Le poète Léon Laleau lançait avec justesse ce cri de cœur : « Sentez-vous cette souffrance à nulle autre égale, de vouloir dompter avec des mots de France ce cœur qui m’est venu du Sénégal. »
Ce sentiment singulier — vivre arrimé à l’imaginaire des autres — continue de s’enraciner dans nos vies, nos esprits et jusque dans nos paysages urbains. Il s’exprime dans cette familiarité presque banale avec des noms venus d’ailleurs, et plus précisément d’un ailleurs colonial dont les ambiguïtés n’ont jamais été pleinement éclaircies.

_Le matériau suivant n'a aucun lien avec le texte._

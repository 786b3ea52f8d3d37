//! Month-by-month cost series shared by every scenario.

use rust_decimal::Decimal;
use serde::{Deserialize, Serialize};

use crate::pricing::Scenario;
use crate::utils::calendar_utils::month_key;

/// Upfront and recurring cost paid in one month.
#[derive(Debug, Clone, Copy, Default, PartialEq, Eq, Serialize, Deserialize)]
#[serde(rename_all = "camelCase")]
pub struct CostPair {
    pub upfront_cost: Decimal,
    pub monthly_cost: Decimal,
}

impl CostPair {
    pub fn new(upfront_cost: Decimal, monthly_cost: Decimal) -> Self {
        Self {
            upfront_cost,
            monthly_cost,
        }
    }

    pub fn total(&self) -> Decimal {
        self.upfront_cost + self.monthly_cost
    }
}

impl std::ops::AddAssign for CostPair {
    fn add_assign(&mut self, other: Self) {
        self.upfront_cost += other.upfront_cost;
        self.monthly_cost += other.monthly_cost;
    }
}

/// One optional cost slot per scenario. An absent slot means the scenario was
/// not computed for that month, which is different from a zero cost.
#[derive(Debug, Clone, Default, PartialEq, Eq, Serialize, Deserialize)]
pub struct ScenarioCosts {
    #[serde(rename = "onDemand", default)]
    pub on_demand: Option<CostPair>,
    #[serde(rename = "1yrNoUpfront", default)]
    pub one_year_no_upfront: Option<CostPair>,
    #[serde(rename = "1yrPartialUpfront", default)]
    pub one_year_partial_upfront: Option<CostPair>,
    #[serde(rename = "1yrAllUpfront", default)]
    pub one_year_all_upfront: Option<CostPair>,
    #[serde(rename = "3yrPartialUpfront", default)]
    pub three_year_partial_upfront: Option<CostPair>,
    #[serde(rename = "3yrAllUpfront", default)]
    pub three_year_all_upfront: Option<CostPair>,
}

impl ScenarioCosts {
    /// Costs with only the given scenario's slot filled.
    pub fn only(scenario: Scenario, cost: CostPair) -> Self {
        let mut costs = Self::default();
        *costs.slot_mut(scenario) = Some(cost);
        costs
    }

    pub fn get(&self, scenario: Scenario) -> Option<&CostPair> {
        match scenario {
            Scenario::OnDemand => self.on_demand.as_ref(),
            Scenario::OneYearNoUpfront => self.one_year_no_upfront.as_ref(),
            Scenario::OneYearPartialUpfront => self.one_year_partial_upfront.as_ref(),
            Scenario::OneYearAllUpfront => self.one_year_all_upfront.as_ref(),
            Scenario::ThreeYearPartialUpfront => self.three_year_partial_upfront.as_ref(),
            Scenario::ThreeYearAllUpfront => self.three_year_all_upfront.as_ref(),
        }
    }

    fn slot_mut(&mut self, scenario: Scenario) -> &mut Option<CostPair> {
        match scenario {
            Scenario::OnDemand => &mut self.on_demand,
            Scenario::OneYearNoUpfront => &mut self.one_year_no_upfront,
            Scenario::OneYearPartialUpfront => &mut self.one_year_partial_upfront,
            Scenario::OneYearAllUpfront => &mut self.one_year_all_upfront,
            Scenario::ThreeYearPartialUpfront => &mut self.three_year_partial_upfront,
            Scenario::ThreeYearAllUpfront => &mut self.three_year_all_upfront,
        }
    }

    /// Adds to the scenario's slot, filling it when absent.
    pub fn add(&mut self, scenario: Scenario, cost: CostPair) {
        let slot = self.slot_mut(scenario);
        match slot {
            Some(existing) => *existing += cost,
            None => *slot = Some(cost),
        }
    }

    /// Scenarios that have a value in this month.
    pub fn scenarios(&self) -> impl Iterator<Item = Scenario> + '_ {
        Scenario::ALL
            .into_iter()
            .filter(move |s| self.get(*s).is_some())
    }
}

/// Cost of one calendar month across scenarios.
#[derive(Debug, Clone, PartialEq, Eq, Serialize, Deserialize)]
#[serde(rename_all = "camelCase")]
pub struct MonthlyCostEntry {
    pub year: i32,
    pub month: u32,
    pub cost: ScenarioCosts,
}

impl MonthlyCostEntry {
    pub fn new(year: i32, month: u32, scenario: Scenario, cost: CostPair) -> Self {
        Self {
            year,
            month,
            cost: ScenarioCosts::only(scenario, cost),
        }
    }

    pub fn month_key(&self) -> String {
        month_key(self.year, self.month)
    }
}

Que Jean Mermoz, figure héroïsée de l’Aéropostale, admirateur de Benito Mussolini et proche de cercles nationalistes radicaux comme les Croix-de-Feu, ait donné son nom à une commune, une école, et même un rond-point, ne relève pas d’une simple survivance. C’est le symptôme d’une pathologie mémorielle héritée de la colonisation.
Si le maire de la commune de Mermoz souhaite inscrire sa politique mémorielle dans les référentiels culturels du Sénégal, il lui reviendrait alors de poser un acte fort : commencer par débaptiser sa ville au lieu d’effacer la mémoire de Cheikh Anta de ses rues et avenues.